The Jefferson Bible
by Thomas Jefferson, Introduced by Percival Everett
Who’d have thunk it? Thomas Jefferson re-wrote the Bible! Or at least the Four Gospels. Jefferson, a contemporary and disciple of Rousseau and Voltaire, as well as a closet agnostic, decided to edit the four books of Jesus’ life, removing all the mysticism and miracles, and leaving just the Rules for a Good Life. The result? Interesting as an exercise, but a failure as either a religious document or a handbook for society. In some introductory words, he compares the writing of the Romans and other ancients, and decided that the biblical in injunctions to love your enemies and turn the other cheek were far superior to the other theories, which amounted to be nice to your friends and be a hard ass to the rest of the world.

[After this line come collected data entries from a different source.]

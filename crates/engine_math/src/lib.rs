//! # engine_math
//!
//! Math types for the scripting surface. Re-exports [`glam`] for linear
//! algebra and defines the Euler/quaternion conversions the character
//! controller exposes to scripts.

pub mod rotation;

// Re-export glam types for convenience.
pub use glam::{EulerRot, Quat, Vec2, Vec3};

pub use rotation::{euler_degrees_to_quat, quat_to_euler_degrees};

The result is an odd work, reflecting the mores of the early church, yet stripping them of any overwhelming motivations. If you have read the Bible, Jefferson’s rearrangements are disconcerting, with famous passages missing, and no mention of eternity or redemption, and sin reduced from a mortal challenge to God’s power, to a mere social slight of your fellow man.
As in the other Akashic “US Presidents Series”, there is an extended and histrionic preface, this time by Percival Everett, cast in the form of an imaginary conversation between himself and Mr. J. It explores the ambivalent relation between Jefferson and slavery, as well as his possible relations with a black female slave, Sally Hemmings. The conversation reflects poorly on our 3rd president, and largely serves to point up that like so many of us, Jefferson did not necessarily live up to all the ideals he promulgated. With the paradigm of sin and forgiveness Christianity provides, he becomes a sinner in need of forgiveness. In his own edited version of the Bible, he is a rude and heartless hypocrite, deserving only our derision. That’s revisionism – you can make the past whatever you desire, and the people you revise have no defense.

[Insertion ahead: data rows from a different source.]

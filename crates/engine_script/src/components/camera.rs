use engine_math::{Vec2, Vec3};

use crate::component::sealed::{Bind, Token};
use crate::component::{ComponentKind, ScriptComponent};
use crate::entity::Entity;

/// Camera control for an entity's camera.
#[derive(Debug, Clone)]
pub struct CameraComponent {
    entity: Entity,
}

impl CameraComponent {
    /// Orbit around the owning entity. Use this for third person.
    pub fn rotate_around_entity(&self, rotation: Vec2, speed: f32, inverse_controls: bool) {
        self.entity.calls().camera_rotate_around_entity(
            self.entity.id(),
            &rotation,
            speed,
            inverse_controls,
        );
    }

    /// Rotate in place. Use this for first person.
    pub fn rotate(&self, rotation: Vec2, speed: f32, inverse_controls: bool) {
        self.entity
            .calls()
            .camera_rotate(self.entity.id(), &rotation, speed, inverse_controls);
    }

    #[must_use]
    pub fn forward_direction(&self) -> Vec3 {
        let mut direction = Vec3::ZERO;
        self.entity
            .calls()
            .camera_get_forward_direction(self.entity.id(), &mut direction);
        direction
    }

    #[must_use]
    pub fn right_direction(&self) -> Vec3 {
        let mut direction = Vec3::ZERO;
        self.entity
            .calls()
            .camera_get_right_direction(self.entity.id(), &mut direction);
        direction
    }
}

impl Bind for CameraComponent {
    fn bind(entity: Entity, _: Token) -> Self {
        Self { entity }
    }
}

impl ScriptComponent for CameraComponent {
    const KIND: ComponentKind = ComponentKind::Camera;

    fn entity(&self) -> &Entity {
        &self.entity
    }
}
//! # engine_host: demo host
//!
//! Runs the demo scripts against the in-memory [`SceneHost`] at a fixed
//! tick rate.
//!
//! ## Startup Sequence
//!
//! 1. Load the runtime config (`--config`, or defaults).
//! 2. Register the demo script classes and build the scene.
//! 3. Tick until `max_ticks` is reached or Ctrl-C is pressed.
//!
//! [`SceneHost`]: engine_glue::SceneHost

mod scripts;
mod session;

use std::path::PathBuf;

use anyhow::{Context, Result};
use clap::Parser;
use engine_runtime::RuntimeConfig;
use tokio::time::MissedTickBehavior;
use tracing::{info, warn};
use tracing_subscriber::EnvFilter;

use session::Session;

#[derive(Parser)]
#[command(name = "engine_host", about = "Run entity scripts against an in-memory scene")]
struct Args {
    /// Path to a JSON runtime config
    #[arg(short, long)]
    config: Option<PathBuf>,

    /// Stop after this many ticks (overrides the config; 0 = unlimited)
    #[arg(short, long)]
    ticks: Option<u64>,

    /// Ticks per second (overrides the config)
    #[arg(long)]
    tick_rate: Option<f64>,
}

impl Args {
    fn runtime_config(&self) -> Result<RuntimeConfig> {
        let mut config = match &self.config {
            Some(path) => RuntimeConfig::from_json_file(path)
                .with_context(|| format!("loading {}", path.display()))?,
            None => RuntimeConfig::new("demo"),
        };
        if let Some(ticks) = self.ticks {
            config = config.with_max_ticks(ticks);
        }
        if let Some(tick_rate) = self.tick_rate {
            config = config.with_tick_rate(tick_rate);
        }
        config.validate()?;
        Ok(config)
    }
}

#[tokio::main]
async fn main() -> Result<()> {
    tracing_subscriber::fmt()
        .with_env_filter(
            EnvFilter::try_from_default_env().unwrap_or_else(|_| EnvFilter::new("info")),
        )
        .init();

    let args = Args::parse();
    let config = args.runtime_config()?;
    info!(
        domain = %config.domain_name,
        tick_rate = config.tick_rate,
        max_ticks = config.max_ticks,
        "engine host starting"
    );

    let mut session = Session::new(config.clone())?;
    info!(
        player = %session.player(),
        scripts = session.runtime().instance_count(),
        "session ready"
    );

    let mut interval = tokio::time::interval(config.tick_interval());
    interval.set_missed_tick_behavior(MissedTickBehavior::Skip);
    let shutdown = tokio::signal::ctrl_c();
    tokio::pin!(shutdown);

    loop {
        tokio::select! {
            _ = interval.tick() => {
                session.step();
                if config.max_ticks > 0 && session.tick() >= config.max_ticks {
                    info!(ticks = session.tick(), "tick limit reached");
                    break;
                }
            }
            result = &mut shutdown => {
                if let Err(err) = result {
                    warn!(%err, "failed to listen for Ctrl-C");
                }
                info!(ticks = session.tick(), "interrupted");
                break;
            }
        }
    }

    session.shutdown();
    info!(
        entities = session.host().entity_count(),
        "engine host shut down"
    );
    Ok(())
}
//! Demo entity scripts.

use engine_math::{Quat, Vec2, Vec3};
use engine_runtime::{EntityScript, RuntimeError, ScriptRuntime};
use engine_script::{
    CameraComponent, CharacterControllerComponent, Entity, KeyCode, MouseButton,
    SoundsComponent, SphereColliderComponent, TransformComponent,
};
use tracing::{debug, warn};

pub const PLAYER: &str = "PlayerController";
pub const PROJECTILE: &str = "Projectile";
pub const SPINNER: &str = "Spinner";

/// Horizontal walking speed, units/s.
pub const MOVE_SPEED: f32 = 4.0;
/// Upward impulse applied on jump.
pub const JUMP_IMPULSE: f32 = 5.0;
/// Degrees of camera rotation per pixel of mouse movement.
const LOOK_SPEED: f32 = 0.2;

/// Seconds a projectile lives before removing itself.
pub const PROJECTILE_LIFETIME: f32 = 2.0;
const PROJECTILE_SPEED: f32 = 12.0;

/// Degrees per second.
pub const SPIN_RATE: f32 = 90.0;

/// Sound slots on the player and projectile sound components.
pub const JUMP_SOUND: i32 = 0;
pub const EXPIRE_SOUND: i32 = 1;

/// Register every demo class with the runtime.
pub fn register_all(runtime: &mut ScriptRuntime) -> Result<(), RuntimeError> {
    runtime.register_class(PLAYER, || Box::new(PlayerController::default()))?;
    runtime.register_class(PROJECTILE, || Box::new(Projectile::default()))?;
    runtime.register_class(SPINNER, || Box::new(Spinner))?;
    Ok(())
}

/// WASD movement relative to the camera, space to jump, right mouse drag to
/// orbit the camera.
#[derive(Debug, Default)]
pub struct PlayerController {
    last_mouse: Option<Vec2>,
    jump_held: bool,
}

impl PlayerController {
    fn look(&mut self, entity: &Entity, camera: Option<&CameraComponent>) {
        let mouse = entity.mouse_position();
        if let (Some(camera), Some(last)) = (camera, self.last_mouse) {
            let delta = mouse - last;
            if delta != Vec2::ZERO && entity.is_mouse_button_pressed(MouseButton::RIGHT) {
                camera.rotate_around_entity(delta, LOOK_SPEED, false);
            }
        }
        self.last_mouse = Some(mouse);
    }

    fn wish_direction(entity: &Entity, camera: Option<&CameraComponent>) -> Vec3 {
        let (forward, right) = camera
            .map(|camera| {
                (
                    flatten(camera.forward_direction()),
                    flatten(camera.right_direction()),
                )
            })
            .unwrap_or((Vec3::NEG_Z, Vec3::X));

        let mut wish = Vec3::ZERO;
        if entity.is_key_pressed(KeyCode::W) {
            wish += forward;
        }
        if entity.is_key_pressed(KeyCode::S) {
            wish -= forward;
        }
        if entity.is_key_pressed(KeyCode::D) {
            wish += right;
        }
        if entity.is_key_pressed(KeyCode::A) {
            wish -= right;
        }
        wish.normalize_or_zero()
    }
}

impl EntityScript for PlayerController {
    fn on_create(&mut self, entity: &Entity) {
        if !entity.has_component::<CharacterControllerComponent>() {
            warn!(entity = %entity.id(), "player has no character controller");
        }
    }

    fn on_update(&mut self, entity: &Entity, _dt: f32) {
        let Some(character) = entity.get_component::<CharacterControllerComponent>() else {
            return;
        };
        let camera = entity.get_component::<CameraComponent>();
        self.look(entity, camera.as_ref());

        let wish = Self::wish_direction(entity, camera.as_ref()) * MOVE_SPEED;
        let velocity = character.linear_velocity();
        character.set_linear_velocity(Vec3::new(wish.x, velocity.y, wish.z));
        if wish != Vec3::ZERO {
            // Face the direction of travel; yaw 0 looks down -Z.
            let yaw = (-wish.x).atan2(-wish.z);
            character.set_rotation_quaternion(Quat::from_rotation_y(yaw));
        }

        let jump = entity.is_key_pressed(KeyCode::SPACE);
        if jump && !self.jump_held && character.is_grounded() {
            character.add_impulse(Vec3::Y * JUMP_IMPULSE);
            if let Some(sounds) = entity.get_component::<SoundsComponent>() {
                sounds.play_sound_at_index_local(JUMP_SOUND);
            }
            debug!(entity = %entity.id(), "jump");
        }
        self.jump_held = jump;
    }
}

/// Flies forward and spins, then destroys itself.
#[derive(Debug, Default)]
pub struct Projectile {
    age: f32,
}

impl EntityScript for Projectile {
    fn on_create(&mut self, entity: &Entity) {
        if let Some(body) = entity.get_component::<SphereColliderComponent>() {
            body.add_linear_and_angular_impulse(Vec3::NEG_Z * PROJECTILE_SPEED, Vec3::X);
        }
    }

    fn on_update(&mut self, entity: &Entity, dt: f32) {
        self.age += dt;
        if self.age < PROJECTILE_LIFETIME {
            return;
        }
        if let Some(sounds) = entity.get_component::<SoundsComponent>() {
            sounds.play_sound_at_index_global(EXPIRE_SOUND);
        }
        entity.self_destruct();
    }
}

/// Turns its transform about the Y axis.
#[derive(Debug)]
pub struct Spinner;

impl EntityScript for Spinner {
    fn on_update(&mut self, entity: &Entity, dt: f32) {
        if let Some(transform) = entity.get_component::<TransformComponent>() {
            let mut rotation = transform.rotation();
            rotation.y = (rotation.y + SPIN_RATE * dt).rem_euclid(360.0);
            transform.set_rotation(rotation);
        }
    }
}

fn flatten(direction: Vec3) -> Vec3 {
    Vec3::new(direction.x, 0.0, direction.z).normalize_or_zero()
}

I have trouble recommending this booklet as a moral guide, it is far out of tune with today’s secular standards of behavior, and it offers no spiritual hope on any level. At best, it’s an interesting view of a rich man’s hobby, and a peek into Jefferson’s private beliefs. At worst, it’s a dry polemic from two authors 200 years separated, and none too friendly to the other or the reader.